In conclusion, we demonstrated the potential of the combination of gut microbiota modulation and chemotherapy in CRC therapy via a single drug delivery system using prebiotics. Our results suggest that nanotechnology can aid in the development of more precise and controllable prebiotic-based delivery systems to treat different cancer types.
Methods
This research complies with all relevant ethical regulations approved by the Institutional Animal Care and Use Committee (IACUC) of Shanghai Institute of Materia Medica, CAS.
Materials
Xylan, stearic acid (Sa), 4-(dimethylamino)-pyridine (DMAP), anhydrous dimethyl sulphoxide (DMSO), dichloromethane (CH2Cl2), and N, N′-dicyclohexylcarbodiimide (DCC) were all provided by J&K Scientific Ltd. (Shanghai, China). Capecitabine (Cap) was obtained from Macklin Inc. (Shanghai, China). RPMI 1640 medium, fetal bovine serum (FBS), glucose solution, sodium pyruvate solution, trypsin-EDTA solution, and 4’,6-diamidino-2-phenylindole (DAPI), fixation/permeabilization concentrate, permeabilization buffer, and fixation/perm diluent were all purchased from Thermo Fisher Scientific Inc (Waltham, USA). 1,1’-dioctadecyl-3,3,3’,3’-tetramethylindotricarbocyanine iodide (DiR), D-luciferin potassium, penicillin G sodium solution, streptomycin sulfate solution and dialysis bag (MWCO 3.5 kDa) were purchased from Meilun Biotech Co., Ltd, (Dalian, China). All other reagents were purchased from Sinopharm Chemical Reagent Co.

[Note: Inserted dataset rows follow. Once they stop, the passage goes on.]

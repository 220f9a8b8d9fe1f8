//! Shared rate-limit state for one API identity.
//!
//! The remote API reports its remaining budget in `X-RateLimit-Remaining`
//! and the window length in `Retry-After`. Every response updates a
//! [`RateLimitSnapshot`] stored in the [`KvStore`] under
//! `rateLimit:<identity>`, expiring at the snapshot's reset time, so every
//! worker process pointed at the same store throttles against the same
//! budget.
//!
//! Writes go through compare-and-swap and never replace a snapshot observed
//! later than the one being written.

use anyhow::Result;
use chrono::{DateTime, Utc};
use serde::{Deserialize, Serialize};
use std::sync::Arc;
use std::time::Duration;
use tracing::{debug, warn};

use crate::cache::{api_identity, rate_limit_key, KvStore};

/// Reset window assumed when a response carries no `Retry-After`.
pub const DEFAULT_RETRY_AFTER: Duration = Duration::from_secs(90);

/// Longest single sleep, whether proactive or after a 429.
pub const MAX_WAIT: Duration = Duration::from_secs(90);

const MAX_SWAP_ATTEMPTS: usize = 5;

#[derive(Debug, Clone, PartialEq, Serialize, Deserialize)]
pub struct RateLimitSnapshot {
    pub remaining: i64,
    pub reset_at: DateTime<Utc>,
    pub observed_at: DateTime<Utc>,
}

impl RateLimitSnapshot {
    /// Snapshot for a response reporting `remaining` requests left, resetting after `retry_after`.
    pub fn observed(remaining: i64, retry_after: Duration, now: DateTime<Utc>) -> Self {
        let window = chrono::Duration::from_std(retry_after).unwrap_or(chrono::Duration::zero());
        Self {
            remaining,
            reset_at: now + window,
            observed_at: now,
        }
    }

    /// Snapshot after a 429: budget exhausted until `now + retry_after`.
    pub fn exhausted(retry_after: Duration, now: DateTime<Utc>) -> Self {
        Self::observed(0, retry_after, now)
    }

    /// Time left until the window resets; zero once it has passed.
    pub fn wait(&self, now: DateTime<Utc>) -> Duration {
        (self.reset_at - now).to_std().unwrap_or(Duration::ZERO)
    }
}

/// What CHECK_LIMIT should do before sending.
#[derive(Debug, Clone, Copy, PartialEq, Eq)]
pub enum Throttle {
    /// No delay needed.
    Proceed,
    /// The stored window already reset; drop the snapshot.
    Expired,
    /// Sleep this long before sending.
    Wait(Duration),
}

/// Proactive delay policy: the closer the budget is to exhaustion, the
/// larger the share of the reset window to wait out.
pub fn throttle(snapshot: &RateLimitSnapshot, now: DateTime<Utc>) -> Throttle {
    let wait = snapshot.wait(now);
    if wait.is_zero() {
        return Throttle::Expired;
    }

    let delay = match snapshot.remaining {
        r if r <= 0 => wait.min(MAX_WAIT),
        r if r <= 2 => (wait / 2).min(Duration::from_secs(30)),
        r if r <= 5 => (wait / 4).min(Duration::from_secs(10)),
        _ => Duration::ZERO,
    };

    if delay.is_zero() {
        Throttle::Proceed
    } else {
        Throttle::Wait(delay)
    }
}

/// Rate-limit state for one API key, persisted in a shared store.
#[derive(Clone)]
pub struct RateLimitState {
    store: Arc<dyn KvStore>,
    key: String,
}

impl RateLimitState {
    pub fn new(store: Arc<dyn KvStore>, api_key: &str) -> Self {
        Self {
            store,
            key: rate_limit_key(&api_identity(api_key)),
        }
    }

    pub fn key(&self) -> &str {
        &self.key
    }

    /// Current snapshot, if any. An unreadable stored value counts as absent.
    pub async fn load(&self) -> Result<Option<RateLimitSnapshot>> {
        Ok(self.load_raw().await?.1)
    }

    async fn load_raw(&self) -> Result<(Option<String>, Option<RateLimitSnapshot>)> {
        let raw = self.store.get(&self.key).await?;
        let snapshot = raw.as_deref().and_then(|s| match serde_json::from_str(s) {
            Ok(snapshot) => Some(snapshot),
            Err(e) => {
                warn!(key = %self.key, error = %e, "discarding unreadable rate-limit snapshot");
                None
            }
        });
        Ok((raw, snapshot))
    }

    /// Evaluate the proactive throttle.
    ///
    /// A snapshot whose window has reset imposes no delay. It is not deleted
    /// here: its store TTL ends at the same reset time, and an unconditional
    /// delete could drop a snapshot another worker recorded after the read.
    pub async fn check(&self, now: DateTime<Utc>) -> Result<Option<Duration>> {
        let Some(snapshot) = self.load().await? else {
            return Ok(None);
        };

        match throttle(&snapshot, now) {
            Throttle::Proceed | Throttle::Expired => Ok(None),
            Throttle::Wait(delay) => Ok(Some(delay)),
        }
    }

    /// Store `snapshot` unless a newer observation is already stored.
    ///
    /// Returns `false` when the write was skipped as stale or lost every
    /// compare-and-swap race.
    pub async fn record(&self, snapshot: &RateLimitSnapshot) -> Result<bool> {
        let value = serde_json::to_string(snapshot)?;
        let ttl = snapshot.wait(snapshot.observed_at);

        for _ in 0..MAX_SWAP_ATTEMPTS {
            let (raw, current) = self.load_raw().await?;

            if let Some(current) = &current {
                if current.observed_at > snapshot.observed_at {
                    debug!(
                        key = %self.key,
                        stored = %current.observed_at,
                        "newer rate-limit snapshot already stored"
                    );
                    return Ok(false);
                }
            }

            if self
                .store
                .compare_and_swap(&self.key, raw.as_deref(), &value, Some(ttl))
                .await?
            {
                debug!(
                    remaining = snapshot.remaining,
                    reset_at = %snapshot.reset_at,
                    "rate limit updated"
                );
                return Ok(true);
            }
        }

        warn!(key = %self.key, "rate-limit snapshot update lost every swap attempt");
        Ok(false)
    }
}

Ltd. (Shanghai, China) with analytical grade and used without further purification.
Cell culture
CT26 murine colon carcinoma cells and CT26-luc cells were kindly provided by Prof. Yongzhuo Huang’s lab in Shanghai Institute of Materia Medica, CAS. MC38 murine colon carcinoma cells (cat. no. FH0125) were obtained from Fuheng Biology Co. Ltd (Shanghai, China). All kinds of cells were cultured in RPMI 1640 medium which was supplemented with 10% FBS, 2.5 g L−1 of glucose, 0.11 g L−1 of sodium pyruvate, 100 U mL−1 of penicillin G sodium, and 100 μg mL−1 of streptomycin sulfate, and incubated with a humidified atmosphere containing 5% CO2 at 37 °C.
Animals
The female Balb/c mice aged 4–6 weeks (18–22 g) and female C57BL/6 mice aged 4–6 weeks (18–22 g) were obtained from Beijing Charles River Laboratory Animal Technology Co., Ltd (Beijing, China) and raised in the animal care facility in the SPF grade environment with sterilized food pellets and distilled water under a 12 h light/dark cycle. The normal chow included ≥18% protein, ≥4% fat, ≤5% crude fibre, ≤8% ash, 1.0–1.8% Calcium and less than 10% moisture (Keao Xieli Feed Co., Ltd., cat. no. 1016706714625204224). The temperature for the housing room was ~24 °C and the humidity was ~50%. All animal studies were performed in accordance with the regulations approved by the Institutional Animal Care and Use Committee (IACUC) of Shanghai Institute of Materia Medica, CAS (Approval number: 2020-04-LYP-40).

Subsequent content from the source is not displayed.